• Brief: Where does the word "from" show up in the records? Copy every line that has it.

[[ Source data, beginning ]]

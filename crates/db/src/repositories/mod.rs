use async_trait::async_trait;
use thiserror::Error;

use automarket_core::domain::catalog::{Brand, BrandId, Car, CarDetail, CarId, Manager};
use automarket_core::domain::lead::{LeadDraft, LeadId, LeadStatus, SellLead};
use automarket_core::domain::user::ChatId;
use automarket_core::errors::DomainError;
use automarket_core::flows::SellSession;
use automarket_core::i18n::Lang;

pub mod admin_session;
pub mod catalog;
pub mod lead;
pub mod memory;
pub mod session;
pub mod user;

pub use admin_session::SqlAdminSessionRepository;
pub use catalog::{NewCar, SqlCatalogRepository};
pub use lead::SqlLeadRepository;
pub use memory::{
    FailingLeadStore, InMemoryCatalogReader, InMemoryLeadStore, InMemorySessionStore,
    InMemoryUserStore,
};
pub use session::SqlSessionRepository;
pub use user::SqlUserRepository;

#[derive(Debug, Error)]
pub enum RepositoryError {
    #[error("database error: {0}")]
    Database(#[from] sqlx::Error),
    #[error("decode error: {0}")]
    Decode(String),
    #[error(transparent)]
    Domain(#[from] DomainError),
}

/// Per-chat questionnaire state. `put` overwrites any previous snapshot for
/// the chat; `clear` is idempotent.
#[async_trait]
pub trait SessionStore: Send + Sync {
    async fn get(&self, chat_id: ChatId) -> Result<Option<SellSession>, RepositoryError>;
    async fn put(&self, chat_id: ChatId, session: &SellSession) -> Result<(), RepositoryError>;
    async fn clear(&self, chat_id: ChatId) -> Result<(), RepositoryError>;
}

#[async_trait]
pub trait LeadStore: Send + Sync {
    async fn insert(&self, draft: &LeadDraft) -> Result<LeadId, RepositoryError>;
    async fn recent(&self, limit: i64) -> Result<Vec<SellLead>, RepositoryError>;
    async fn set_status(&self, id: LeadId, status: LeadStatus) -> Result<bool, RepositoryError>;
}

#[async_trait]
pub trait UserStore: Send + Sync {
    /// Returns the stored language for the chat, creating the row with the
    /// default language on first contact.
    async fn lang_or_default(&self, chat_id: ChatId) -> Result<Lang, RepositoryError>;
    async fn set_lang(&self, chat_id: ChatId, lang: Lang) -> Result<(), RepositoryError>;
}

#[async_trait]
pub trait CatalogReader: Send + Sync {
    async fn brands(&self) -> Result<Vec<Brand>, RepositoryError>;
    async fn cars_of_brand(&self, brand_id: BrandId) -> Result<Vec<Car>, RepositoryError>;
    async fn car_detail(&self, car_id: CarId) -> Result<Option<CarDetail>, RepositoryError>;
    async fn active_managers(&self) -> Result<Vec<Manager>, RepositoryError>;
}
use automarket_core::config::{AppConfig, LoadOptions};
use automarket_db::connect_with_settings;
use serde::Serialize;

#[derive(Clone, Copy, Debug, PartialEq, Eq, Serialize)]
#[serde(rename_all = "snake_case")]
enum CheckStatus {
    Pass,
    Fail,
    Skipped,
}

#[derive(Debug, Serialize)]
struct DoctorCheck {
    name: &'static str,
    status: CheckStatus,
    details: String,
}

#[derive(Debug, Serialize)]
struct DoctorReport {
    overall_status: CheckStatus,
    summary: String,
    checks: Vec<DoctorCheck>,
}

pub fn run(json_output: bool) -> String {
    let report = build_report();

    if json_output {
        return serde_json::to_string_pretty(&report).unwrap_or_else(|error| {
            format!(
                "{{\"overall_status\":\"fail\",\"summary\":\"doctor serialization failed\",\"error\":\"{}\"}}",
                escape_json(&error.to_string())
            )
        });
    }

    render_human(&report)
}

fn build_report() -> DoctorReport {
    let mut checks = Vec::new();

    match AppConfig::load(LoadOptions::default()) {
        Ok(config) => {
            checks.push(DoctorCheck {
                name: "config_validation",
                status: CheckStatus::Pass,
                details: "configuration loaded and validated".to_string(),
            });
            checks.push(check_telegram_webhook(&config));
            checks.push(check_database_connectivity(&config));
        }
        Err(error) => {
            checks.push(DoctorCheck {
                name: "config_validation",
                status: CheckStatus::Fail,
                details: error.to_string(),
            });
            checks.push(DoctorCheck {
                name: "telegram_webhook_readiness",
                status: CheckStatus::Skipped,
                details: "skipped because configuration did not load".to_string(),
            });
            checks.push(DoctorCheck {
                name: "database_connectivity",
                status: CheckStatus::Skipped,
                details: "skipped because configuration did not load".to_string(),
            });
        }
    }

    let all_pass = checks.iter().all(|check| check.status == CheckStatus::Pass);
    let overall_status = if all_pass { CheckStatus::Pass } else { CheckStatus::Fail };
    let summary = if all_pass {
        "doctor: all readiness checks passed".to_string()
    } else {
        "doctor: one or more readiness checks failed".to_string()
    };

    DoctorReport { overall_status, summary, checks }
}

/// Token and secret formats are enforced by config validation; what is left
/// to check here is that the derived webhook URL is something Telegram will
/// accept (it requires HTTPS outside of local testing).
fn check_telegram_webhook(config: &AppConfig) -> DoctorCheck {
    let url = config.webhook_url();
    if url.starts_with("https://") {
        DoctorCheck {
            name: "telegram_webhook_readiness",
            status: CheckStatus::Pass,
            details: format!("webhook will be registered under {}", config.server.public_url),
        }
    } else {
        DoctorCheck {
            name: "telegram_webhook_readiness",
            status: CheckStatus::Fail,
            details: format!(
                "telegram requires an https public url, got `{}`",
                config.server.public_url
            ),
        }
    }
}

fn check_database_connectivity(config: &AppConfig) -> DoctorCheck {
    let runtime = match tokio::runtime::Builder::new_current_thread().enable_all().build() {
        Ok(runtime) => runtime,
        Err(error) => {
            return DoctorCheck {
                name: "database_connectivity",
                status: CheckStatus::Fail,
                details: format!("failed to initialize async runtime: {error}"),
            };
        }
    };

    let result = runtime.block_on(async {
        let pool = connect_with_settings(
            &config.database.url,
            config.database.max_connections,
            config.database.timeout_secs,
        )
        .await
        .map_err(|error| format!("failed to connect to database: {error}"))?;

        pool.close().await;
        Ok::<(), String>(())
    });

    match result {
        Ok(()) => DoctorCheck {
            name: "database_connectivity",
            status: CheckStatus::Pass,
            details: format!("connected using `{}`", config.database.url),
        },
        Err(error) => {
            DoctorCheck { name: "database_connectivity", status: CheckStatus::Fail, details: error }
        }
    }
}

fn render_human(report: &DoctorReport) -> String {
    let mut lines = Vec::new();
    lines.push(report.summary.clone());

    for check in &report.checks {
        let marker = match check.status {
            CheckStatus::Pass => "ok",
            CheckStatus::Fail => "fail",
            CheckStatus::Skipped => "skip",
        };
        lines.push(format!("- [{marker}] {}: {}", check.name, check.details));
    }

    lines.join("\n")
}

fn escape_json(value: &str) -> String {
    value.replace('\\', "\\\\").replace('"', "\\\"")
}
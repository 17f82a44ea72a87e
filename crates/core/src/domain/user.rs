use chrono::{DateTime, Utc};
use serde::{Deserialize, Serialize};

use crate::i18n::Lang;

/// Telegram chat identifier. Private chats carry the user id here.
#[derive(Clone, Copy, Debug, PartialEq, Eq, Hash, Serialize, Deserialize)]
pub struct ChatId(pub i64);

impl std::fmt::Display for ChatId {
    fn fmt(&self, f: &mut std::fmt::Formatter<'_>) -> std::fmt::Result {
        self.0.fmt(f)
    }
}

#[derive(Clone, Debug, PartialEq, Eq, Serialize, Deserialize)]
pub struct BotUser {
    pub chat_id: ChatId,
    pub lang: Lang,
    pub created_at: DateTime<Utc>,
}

[[ Source data, end ]]

• Solution below:
    Database(#[from] sqlx::Error),
    Domain(#[from] DomainError),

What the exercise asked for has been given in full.